[[ EXERCISE INPUT open ]]

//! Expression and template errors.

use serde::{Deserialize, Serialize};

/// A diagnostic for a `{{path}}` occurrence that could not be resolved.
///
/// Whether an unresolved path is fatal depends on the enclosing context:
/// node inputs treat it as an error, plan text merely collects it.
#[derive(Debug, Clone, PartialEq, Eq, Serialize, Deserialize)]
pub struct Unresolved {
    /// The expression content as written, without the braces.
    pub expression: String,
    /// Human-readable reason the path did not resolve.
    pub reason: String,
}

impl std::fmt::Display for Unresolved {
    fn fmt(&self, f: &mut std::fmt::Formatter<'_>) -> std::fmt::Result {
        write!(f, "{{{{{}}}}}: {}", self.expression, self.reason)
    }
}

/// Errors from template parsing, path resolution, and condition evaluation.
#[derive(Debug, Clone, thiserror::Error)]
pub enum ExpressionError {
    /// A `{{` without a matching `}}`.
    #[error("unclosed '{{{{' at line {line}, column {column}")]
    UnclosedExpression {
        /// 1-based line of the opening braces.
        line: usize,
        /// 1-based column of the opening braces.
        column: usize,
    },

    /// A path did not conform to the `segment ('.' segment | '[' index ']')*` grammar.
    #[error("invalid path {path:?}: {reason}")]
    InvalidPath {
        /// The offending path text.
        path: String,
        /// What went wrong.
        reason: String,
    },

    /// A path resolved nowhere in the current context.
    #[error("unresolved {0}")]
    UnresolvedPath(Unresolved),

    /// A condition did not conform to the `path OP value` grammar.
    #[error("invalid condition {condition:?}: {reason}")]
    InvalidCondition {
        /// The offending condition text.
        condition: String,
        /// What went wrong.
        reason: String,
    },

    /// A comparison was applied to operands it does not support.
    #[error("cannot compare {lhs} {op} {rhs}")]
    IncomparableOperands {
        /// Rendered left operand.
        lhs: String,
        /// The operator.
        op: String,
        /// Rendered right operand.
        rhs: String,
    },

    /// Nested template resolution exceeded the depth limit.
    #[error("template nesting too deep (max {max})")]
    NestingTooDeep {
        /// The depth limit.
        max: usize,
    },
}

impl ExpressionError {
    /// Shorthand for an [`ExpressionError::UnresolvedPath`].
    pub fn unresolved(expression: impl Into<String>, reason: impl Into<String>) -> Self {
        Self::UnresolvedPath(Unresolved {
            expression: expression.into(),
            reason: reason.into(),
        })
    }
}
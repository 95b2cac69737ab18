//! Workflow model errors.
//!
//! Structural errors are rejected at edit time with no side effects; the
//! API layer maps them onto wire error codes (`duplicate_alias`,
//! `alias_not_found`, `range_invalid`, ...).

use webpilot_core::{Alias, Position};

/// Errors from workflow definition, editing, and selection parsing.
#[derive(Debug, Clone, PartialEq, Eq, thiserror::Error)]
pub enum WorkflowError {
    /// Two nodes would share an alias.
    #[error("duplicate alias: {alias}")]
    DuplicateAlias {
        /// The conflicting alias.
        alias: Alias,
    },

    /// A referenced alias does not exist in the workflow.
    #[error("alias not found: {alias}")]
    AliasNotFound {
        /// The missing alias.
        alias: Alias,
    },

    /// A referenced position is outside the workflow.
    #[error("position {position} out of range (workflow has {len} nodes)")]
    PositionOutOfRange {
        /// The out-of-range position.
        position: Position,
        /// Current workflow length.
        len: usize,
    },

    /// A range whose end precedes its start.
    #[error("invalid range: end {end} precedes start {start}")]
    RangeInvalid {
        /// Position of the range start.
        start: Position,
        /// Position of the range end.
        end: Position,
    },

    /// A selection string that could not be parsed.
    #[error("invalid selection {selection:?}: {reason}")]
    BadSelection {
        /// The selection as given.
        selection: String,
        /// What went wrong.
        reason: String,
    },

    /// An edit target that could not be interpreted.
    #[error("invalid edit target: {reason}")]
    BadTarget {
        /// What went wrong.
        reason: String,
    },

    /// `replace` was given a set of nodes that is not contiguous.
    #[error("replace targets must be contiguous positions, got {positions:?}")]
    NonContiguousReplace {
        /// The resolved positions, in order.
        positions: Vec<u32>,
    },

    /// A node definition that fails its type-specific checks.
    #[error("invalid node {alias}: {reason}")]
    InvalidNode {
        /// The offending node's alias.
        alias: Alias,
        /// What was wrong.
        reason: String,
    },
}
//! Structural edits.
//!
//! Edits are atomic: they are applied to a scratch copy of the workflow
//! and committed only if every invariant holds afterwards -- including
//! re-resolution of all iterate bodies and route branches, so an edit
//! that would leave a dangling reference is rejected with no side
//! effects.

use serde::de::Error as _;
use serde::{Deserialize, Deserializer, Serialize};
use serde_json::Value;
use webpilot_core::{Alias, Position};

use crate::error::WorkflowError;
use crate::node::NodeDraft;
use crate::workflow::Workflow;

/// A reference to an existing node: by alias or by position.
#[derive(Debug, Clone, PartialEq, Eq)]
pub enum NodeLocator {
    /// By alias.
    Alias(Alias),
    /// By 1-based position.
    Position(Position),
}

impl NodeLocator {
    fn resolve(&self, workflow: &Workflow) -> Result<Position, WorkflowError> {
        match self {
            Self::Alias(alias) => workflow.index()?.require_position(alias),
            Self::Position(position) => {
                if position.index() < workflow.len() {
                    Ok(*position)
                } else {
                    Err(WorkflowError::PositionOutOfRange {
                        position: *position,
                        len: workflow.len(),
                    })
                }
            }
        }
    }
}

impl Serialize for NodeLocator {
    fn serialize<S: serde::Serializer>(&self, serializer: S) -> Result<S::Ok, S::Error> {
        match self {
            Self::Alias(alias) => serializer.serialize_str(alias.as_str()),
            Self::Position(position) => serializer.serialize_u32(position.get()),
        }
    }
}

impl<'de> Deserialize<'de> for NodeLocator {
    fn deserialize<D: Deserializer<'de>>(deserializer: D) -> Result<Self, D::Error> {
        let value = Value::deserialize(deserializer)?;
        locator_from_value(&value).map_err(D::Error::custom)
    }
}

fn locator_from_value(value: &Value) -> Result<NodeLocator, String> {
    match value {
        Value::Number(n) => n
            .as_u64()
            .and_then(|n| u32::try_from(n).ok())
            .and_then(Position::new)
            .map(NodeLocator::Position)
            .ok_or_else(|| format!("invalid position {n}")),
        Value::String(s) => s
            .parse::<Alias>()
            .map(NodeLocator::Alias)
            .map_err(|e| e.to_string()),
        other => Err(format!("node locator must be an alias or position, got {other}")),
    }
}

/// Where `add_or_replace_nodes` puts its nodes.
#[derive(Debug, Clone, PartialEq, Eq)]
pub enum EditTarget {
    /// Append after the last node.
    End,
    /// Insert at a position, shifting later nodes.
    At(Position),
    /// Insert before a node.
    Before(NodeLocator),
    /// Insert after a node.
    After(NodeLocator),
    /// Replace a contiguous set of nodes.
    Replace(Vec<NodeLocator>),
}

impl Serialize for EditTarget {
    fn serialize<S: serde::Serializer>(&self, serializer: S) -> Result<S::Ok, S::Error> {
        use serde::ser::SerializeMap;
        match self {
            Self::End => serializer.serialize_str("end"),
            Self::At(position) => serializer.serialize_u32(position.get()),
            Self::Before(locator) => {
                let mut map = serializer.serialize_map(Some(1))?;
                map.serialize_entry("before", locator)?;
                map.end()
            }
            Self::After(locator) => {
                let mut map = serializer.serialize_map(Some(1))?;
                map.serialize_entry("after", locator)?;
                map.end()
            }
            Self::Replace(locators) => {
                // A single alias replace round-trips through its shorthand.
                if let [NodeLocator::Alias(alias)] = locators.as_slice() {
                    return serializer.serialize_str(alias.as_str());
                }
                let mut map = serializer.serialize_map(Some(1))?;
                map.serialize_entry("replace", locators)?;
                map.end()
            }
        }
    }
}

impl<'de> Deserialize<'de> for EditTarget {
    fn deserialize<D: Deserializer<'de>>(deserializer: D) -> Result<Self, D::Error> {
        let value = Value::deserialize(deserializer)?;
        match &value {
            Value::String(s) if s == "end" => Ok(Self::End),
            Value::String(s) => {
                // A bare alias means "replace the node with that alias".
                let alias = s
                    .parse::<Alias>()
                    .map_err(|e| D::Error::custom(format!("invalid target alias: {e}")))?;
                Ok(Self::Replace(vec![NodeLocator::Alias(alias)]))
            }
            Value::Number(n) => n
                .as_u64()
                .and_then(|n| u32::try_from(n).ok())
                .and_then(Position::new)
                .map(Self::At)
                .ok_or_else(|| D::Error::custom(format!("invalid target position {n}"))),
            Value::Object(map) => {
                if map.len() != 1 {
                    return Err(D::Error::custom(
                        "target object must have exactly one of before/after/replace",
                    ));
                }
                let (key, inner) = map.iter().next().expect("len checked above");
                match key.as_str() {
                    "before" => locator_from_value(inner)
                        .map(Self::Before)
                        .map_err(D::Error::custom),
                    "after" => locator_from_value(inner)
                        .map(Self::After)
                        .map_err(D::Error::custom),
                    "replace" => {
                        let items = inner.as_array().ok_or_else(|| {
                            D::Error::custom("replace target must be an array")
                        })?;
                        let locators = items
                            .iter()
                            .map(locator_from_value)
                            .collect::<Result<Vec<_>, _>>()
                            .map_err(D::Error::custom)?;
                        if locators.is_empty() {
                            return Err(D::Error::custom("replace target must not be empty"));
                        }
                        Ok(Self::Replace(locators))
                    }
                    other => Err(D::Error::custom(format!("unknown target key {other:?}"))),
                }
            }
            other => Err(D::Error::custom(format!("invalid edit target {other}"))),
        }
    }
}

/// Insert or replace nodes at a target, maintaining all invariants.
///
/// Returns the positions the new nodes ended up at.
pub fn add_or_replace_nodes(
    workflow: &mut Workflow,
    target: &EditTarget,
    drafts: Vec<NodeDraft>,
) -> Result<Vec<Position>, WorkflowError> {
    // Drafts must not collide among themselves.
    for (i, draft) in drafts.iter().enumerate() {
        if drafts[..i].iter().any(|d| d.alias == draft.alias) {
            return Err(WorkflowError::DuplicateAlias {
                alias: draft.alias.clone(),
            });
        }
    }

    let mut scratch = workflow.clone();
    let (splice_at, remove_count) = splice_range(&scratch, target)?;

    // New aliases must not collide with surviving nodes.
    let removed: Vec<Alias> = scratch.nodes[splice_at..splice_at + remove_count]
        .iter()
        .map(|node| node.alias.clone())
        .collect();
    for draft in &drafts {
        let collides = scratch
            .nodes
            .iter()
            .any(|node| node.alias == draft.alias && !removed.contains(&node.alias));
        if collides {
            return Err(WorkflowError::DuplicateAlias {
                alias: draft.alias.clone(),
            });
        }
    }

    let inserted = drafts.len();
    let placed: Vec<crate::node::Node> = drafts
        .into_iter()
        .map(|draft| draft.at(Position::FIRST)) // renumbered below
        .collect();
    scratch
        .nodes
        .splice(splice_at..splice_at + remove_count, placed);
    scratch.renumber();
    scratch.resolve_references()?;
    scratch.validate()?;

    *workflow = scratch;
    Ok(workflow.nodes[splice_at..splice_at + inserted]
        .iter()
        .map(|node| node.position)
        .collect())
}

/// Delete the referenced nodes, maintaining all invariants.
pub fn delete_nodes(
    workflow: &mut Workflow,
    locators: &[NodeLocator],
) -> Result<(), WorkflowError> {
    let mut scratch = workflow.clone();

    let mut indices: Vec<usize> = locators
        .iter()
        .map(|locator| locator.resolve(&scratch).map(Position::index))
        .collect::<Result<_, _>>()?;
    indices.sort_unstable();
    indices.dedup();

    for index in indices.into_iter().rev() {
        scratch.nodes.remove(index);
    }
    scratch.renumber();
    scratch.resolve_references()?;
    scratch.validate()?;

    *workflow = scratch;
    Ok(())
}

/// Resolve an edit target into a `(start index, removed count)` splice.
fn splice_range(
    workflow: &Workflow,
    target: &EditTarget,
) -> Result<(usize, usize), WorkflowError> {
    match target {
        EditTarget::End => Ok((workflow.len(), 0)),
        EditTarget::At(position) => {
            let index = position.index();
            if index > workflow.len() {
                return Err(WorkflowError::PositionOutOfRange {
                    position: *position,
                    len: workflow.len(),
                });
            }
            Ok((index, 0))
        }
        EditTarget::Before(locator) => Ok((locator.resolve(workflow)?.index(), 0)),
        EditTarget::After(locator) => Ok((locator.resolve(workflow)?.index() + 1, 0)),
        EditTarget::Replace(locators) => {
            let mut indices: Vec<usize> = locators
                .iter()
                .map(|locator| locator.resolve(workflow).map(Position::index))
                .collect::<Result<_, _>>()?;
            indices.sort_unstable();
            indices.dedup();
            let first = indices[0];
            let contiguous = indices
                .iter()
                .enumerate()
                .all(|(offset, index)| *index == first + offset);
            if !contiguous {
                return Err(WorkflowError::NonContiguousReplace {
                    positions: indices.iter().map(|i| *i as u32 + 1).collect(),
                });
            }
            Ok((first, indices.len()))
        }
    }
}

[[ EXERCISE INPUT closed ]]

→ **WHAT YOU WILL DO**: Lines containing "column" in the records above: how many are there? Give only the number.

→ **EXERCISE RESPONSE**: 3